Wo anfangen? Im Graben. Philippe Jordan hebt den Taktstock und setzt einen Höllenritt in Gang, der erst mit dem Tod des Protagonisten enden sollte. Präzis und scharfkantig, lyrisch und fahl klingt das Orchester, dem Jordan feinste Nuancen und gegebenenfalls auch die nötige Wucht entlockt. Immer auf das Wesentliche fokussiert, führt er die Musiker durch die düsteren Seelenlandschaften der Machttrunkenen und ihrer Opfer - ein Labyrinth ohne Ausgang.

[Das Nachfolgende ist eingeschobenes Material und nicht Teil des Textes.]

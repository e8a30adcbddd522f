//! Package container for DOCX files
//!
//! A DOCX file is a ZIP archive of XML parts and media. The writer fills
//! an [`OoxmlArchive`] part by part and serializes it once; tests read
//! produced files back through the same type.

use std::collections::HashMap;
use std::fs::File;
use std::io::{Cursor, Read, Seek, Write};
use std::path::Path;

use zip::read::ZipArchive;
use zip::write::ZipWriter;
use zip::CompressionMethod;

use crate::error::{OoxmlError, Result};

/// An unpacked OOXML package
#[derive(Debug, Default)]
pub struct OoxmlArchive {
    /// All parts in the package, keyed by path
    files: HashMap<String, Vec<u8>>,
}

impl OoxmlArchive {
    /// Create an empty package
    pub fn new() -> Self {
        Self::default()
    }

    /// Open and unpack a DOCX file
    pub fn open<P: AsRef<Path>>(path: P) -> Result<Self> {
        let file = File::open(path)?;
        Self::from_reader(file)
    }

    /// Create from any reader that implements Read + Seek
    pub fn from_reader<R: Read + Seek>(reader: R) -> Result<Self> {
        let mut archive = ZipArchive::new(reader)?;
        let mut files = HashMap::new();

        for i in 0..archive.len() {
            let mut file = archive.by_index(i)?;
            let name = file.name().to_string();

            // Skip directories
            if name.ends_with('/') {
                continue;
            }

            let mut contents = Vec::new();
            file.read_to_end(&mut contents)?;
            files.insert(name, contents);
        }

        Ok(Self { files })
    }

    /// Unpack a package held in memory
    pub fn from_bytes(bytes: &[u8]) -> Result<Self> {
        Self::from_reader(Cursor::new(bytes))
    }

    /// Get a part's contents by path
    pub fn get(&self, path: &str) -> Option<&[u8]> {
        self.files.get(path).map(|v| v.as_slice())
    }

    /// Get a part's contents as a string
    pub fn get_string(&self, path: &str) -> Option<String> {
        self.files
            .get(path)
            .map(|bytes| String::from_utf8_lossy(bytes).into_owned())
    }

    /// Get the main document content (word/document.xml)
    pub fn document_xml(&self) -> Result<&[u8]> {
        self.get("word/document.xml")
            .ok_or_else(|| OoxmlError::MissingFile("word/document.xml".to_string()))
    }

    /// Get the styles definition (word/styles.xml)
    pub fn styles_xml(&self) -> Result<&[u8]> {
        self.get("word/styles.xml")
            .ok_or_else(|| OoxmlError::MissingFile("word/styles.xml".to_string()))
    }

    /// Get the document relationships (word/_rels/document.xml.rels)
    pub fn document_rels_xml(&self) -> Option<&[u8]> {
        self.get("word/_rels/document.xml.rels")
    }

    /// Check if a part exists in the package
    pub fn contains(&self, path: &str) -> bool {
        self.files.contains_key(path)
    }

    /// List all parts, sorted by path
    pub fn file_list(&self) -> Vec<&str> {
        let mut paths: Vec<&str> = self.files.keys().map(|s| s.as_str()).collect();
        paths.sort_unstable();
        paths
    }

    /// Set or update a part's contents
    pub fn set(&mut self, path: impl Into<String>, contents: Vec<u8>) {
        self.files.insert(path.into(), contents);
    }

    /// Set a part's contents from a string
    pub fn set_string(&mut self, path: impl Into<String>, contents: impl Into<String>) {
        self.files.insert(path.into(), contents.into().into_bytes());
    }

    /// Write the package to a file
    pub fn write_to_file<P: AsRef<Path>>(&self, path: P) -> Result<()> {
        let file = File::create(path)?;
        self.write_to(file)
    }

    /// Serialize the package to bytes
    pub fn to_bytes(&self) -> Result<Vec<u8>> {
        let mut buffer = Cursor::new(Vec::new());
        self.write_to(&mut buffer)?;
        Ok(buffer.into_inner())
    }

    /// Write the package to any writer
    pub fn write_to<W: Write + Seek>(&self, writer: W) -> Result<()> {
        let mut zip = ZipWriter::new(writer);
        let options = zip::write::SimpleFileOptions::default()
            .compression_method(CompressionMethod::Deflated)
            .last_modified_time(zip::DateTime::default());

        // Sorted keys and a fixed timestamp keep identical input byte-identical
        for path in self.file_list() {
            zip.start_file(path, options)?;
            zip.write_all(&self.files[path])?;
        }

        zip.finish()?;
        Ok(())
    }
}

Dass die Musik so eine zentrale Rolle spielen kann, ist auch Barrie Kosky zu danken. Der Regisseur verzichtet auf jeden Mummenschanz, auf Hexensabbat und Totenköpfe, die man sonst gerne bei dieser Oper bemüht. Der Chor huscht nur als schwarze Schatten über die von Klaus Grünberg erdachte schwarze Bühne. Vier perspektivisch nach hinten verlaufende Reihen rätselhafter Irrlichter spenden kaum Helligkeit. In der Mitte hängen zwei große Lichtquellen von der Decke, die gerade genug Quardratmeter ausleuchten, um Platz für Shakespeares und Verdis Kammerspiel um Macht und Größe zu schaffen. Mehr braucht Kosky nicht, um diesem grandiosen Werk gerecht zu werden. Hätte er die Radikalität auf die Spitze getrieben und auch noch die nackten Zwitterwesen weggelassen, der Gesamteindruck wäre allenfalls noch stimmiger und bedrückender ausgefallen.
Jordan und Kosky steht ein Team zur Verfügung, das bis zur letzten Nebenrolle Höchstnoten verdient. Luca Salsi spielt, singt und ächzt mit beklemmender Intensität den von Dämonen der Macht zerfressenen Schotten-Herrscher. Ihm zur Seite agiert die grandiose Anna Netrebko. Auch sie nimmt Verdis Wunsch ernst, nicht auf Schöngesang zu setzen. Dass sie auch den beherrscht, zeigt sie mit strahlenden Höhen und dramatischen Ausbrüchen.
Viel hat Freddie Di Tommaso, der sensationelle neue Tenor im Ensemble des Hauses, an diesem Abend nicht zu singen. Er nutzt die kleine Rolle des Rächers Macduff, seine Sonderklasse unter Beweis zu stellen. Roberto Tagliavini verleiht dem Banco Statur und Härte. Der Chor, den Verdi als Hexen, Mörder, Höflinge, Vertriebene und Soldaten braucht, singt mit seltener Präzision und Leidenschaft. Ein rundum herausragender Abend, der dem begeisterten Publikum die letzten Illusionen über die menschliche Natur raubt.